Particle-physics funder backs linear collider

London

Britain's particle-physics funding body has thrown its weight behind plans for an international linear collider, a multibillion-pound project to study particles produced by high-energy collisions between electrons and positrons.

The endorsement comes in the Particle Physics and Astronomy Research Council's five-year plan, which is due to be released on 25 November. The council will spend £11 million (US$19 million) on accelerator research and development between now and 2006 to ensure that British scientists are involved in the collider, although it does not expect Britain to host the facility. It also intends to invest in plans for an international neutrino research facility, a project that it says could be hosted at the Rutherford Appleton Laboratory near Didcot in Oxfordshire.

The collider project has been gaining momentum in recent weeks, although governments are not expected to make a final decision on funding until 2007. On 10 November it was ranked as a mid-term priority by the US Department of Energy (see Nature 426, 108; 200310.1038/426108b). The following week, a panel to oversee designs for the collider was established at a meeting of the International Linear Collider Steering Committee in Paris.

Congress endorses big spending on small science

Washington

The US Congress has passed a bill recommending that almost $4 billion should be spent on nanotechnology over the next four years, with a National Nanotechnology Coordination Office overseeing research.

The bill also calls for a federal advisory panel to look into the societal and ethical issues surrounding nanotechnology, which has attracted some concern over its possible effects on health and the environment (see Nature 424, 246–248; 2003).

The bill, which was unanimously passed by both houses, continues support for the government's National Nanotechnology Initiative, created in 2000. The initiative was originally set to run for five years, but the bill will extend investment until 2007.

“We think these are positive steps,” says Mark Modzelewski of the NanoBusiness Alliance, a group based in New York City that represents more than 250 US research firms interested in nanotechnology.

Irish scientists smiling at research cash boost

London

Ireland's basic research has been boosted by a 62% increase in next year's budget for Science Foundation Ireland, the country's main science agency. The government has also lifted a freeze on funding for the Higher Education Authority, which supports university science.

The changes are good news for a country that has experienced both drought and plenty in its science funding. After stagnating for years, Ireland's spending on basic research increased by an order of magnitude in 2000 (see Nature 404, 215; 200010.1038/35005238). But this was set back by a freeze on Higher Education Authority funding which was announced in November 2000.

Science Foundation Ireland's budget will increase by €44 million (US$52 million) to €113.7 million for 2004. The increase was welcomed by the foundation's director, William Harris, who says it is crucial to sustaining Ireland's position as a “globally competitive, knowledge-driven economy”.

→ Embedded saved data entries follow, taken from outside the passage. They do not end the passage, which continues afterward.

use serde::{Deserialize, Serialize};

use crate::models::cart::CartItem;

/// Represents one browser's interaction state.
///
/// The record is stored as JSON in Redis under `session:{id}` and the
/// id travels in a signed cookie. Cart mutations are only meaningful
/// while `is_logged_in` is true; handlers check the flag before
/// touching the cart.
#[derive(Debug, Clone, Default, Serialize, Deserialize)]
pub struct Session {
    /// Whether this browser has authenticated.
    #[serde(default)]
    pub is_logged_in: bool,
    /// The cart, in insertion order.
    #[serde(default)]
    pub cart: Vec<CartItem>,
}

impl Session {
    /// Appends an item to the cart.
    pub fn add_item(&mut self, item: CartItem) {
        self.cart.push(item);
    }

    /// Removes the item at `index`, shifting subsequent items left.
    ///
    /// Returns `false` without touching the cart when the index is out
    /// of range.
    pub fn remove_item(&mut self, index: usize) -> bool {
        if index < self.cart.len() {
            self.cart.remove(index);
            true
        } else {
            false
        }
    }
}

#[cfg(test)]
mod tests {
    use super::*;

    fn item(name: &str) -> CartItem {
        CartItem {
            name: name.to_string(),
            price: "20".to_string(),
            size: "M".to_string(),
        }
    }

    #[test]
    fn new_session_is_logged_out_with_empty_cart() {
        let session = Session::default();
        assert!(!session.is_logged_in);
        assert!(session.cart.is_empty());
    }

    #[test]
    fn add_item_preserves_insertion_order() {
        let mut session = Session::default();
        session.add_item(item("A"));
        session.add_item(item("B"));
        session.add_item(item("C"));
        let names: Vec<&str> = session.cart.iter().map(|i| i.name.as_str()).collect();
        assert_eq!(names, ["A", "B", "C"]);
    }

    #[test]
    fn remove_middle_item_shifts_tail() {
        let mut session = Session::default();
        session.add_item(item("A"));
        session.add_item(item("B"));
        session.add_item(item("C"));

        assert!(session.remove_item(1));

        let names: Vec<&str> = session.cart.iter().map(|i| i.name.as_str()).collect();
        assert_eq!(names, ["A", "C"]);
    }

    #[test]
    fn remove_out_of_range_leaves_cart_unchanged() {
        let mut session = Session::default();
        session.add_item(item("A"));

        assert!(!session.remove_item(1));
        assert!(!session.remove_item(99));
        assert_eq!(session.cart.len(), 1);
    }

    #[test]
    fn remove_from_empty_cart_fails() {
        let mut session = Session::default();
        assert!(!session.remove_item(0));
    }

    #[test]
    fn session_round_trips_through_json() {
        let mut session = Session::default();
        session.is_logged_in = true;
        session.add_item(item("Shirt"));

        let json = sonic_rs::to_string(&session).unwrap();
        let restored: Session = sonic_rs::from_str(&json).unwrap();
        assert!(restored.is_logged_in);
        assert_eq!(restored.cart, session.cart);
    }

    #[test]
    fn missing_fields_deserialize_to_defaults() {
        let restored: Session = sonic_rs::from_str("{}").unwrap();
        assert!(!restored.is_logged_in);
        assert!(restored.cart.is_empty());
    }
}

Polar eclipse may cast light on solar size

London

Credit: M. HAY

Shadow-chasers, who travel the world in pursuit of eclipses, had a long way to go last week: the total solar eclipse that occurred on 23 November was visible only from the Antarctic.

Several scientists made the trek south to watch the event, including astronomer John Parkinson from Sheffield Hallam University, UK. He monitored the duration of the eclipse as part of an ongoing effort to find out whether the Sun is measurably shrinking.

“It was absolutely brilliant,” he told Nature, from an icebreaker parked in the path of totality. “The corona seemed particularly active,” he said, adding that this may have been linked with some particularly large solar flares seen a month earlier. “The Sun spins once every 26 days, so we saw it about one full spin after these big blobs were ejected.”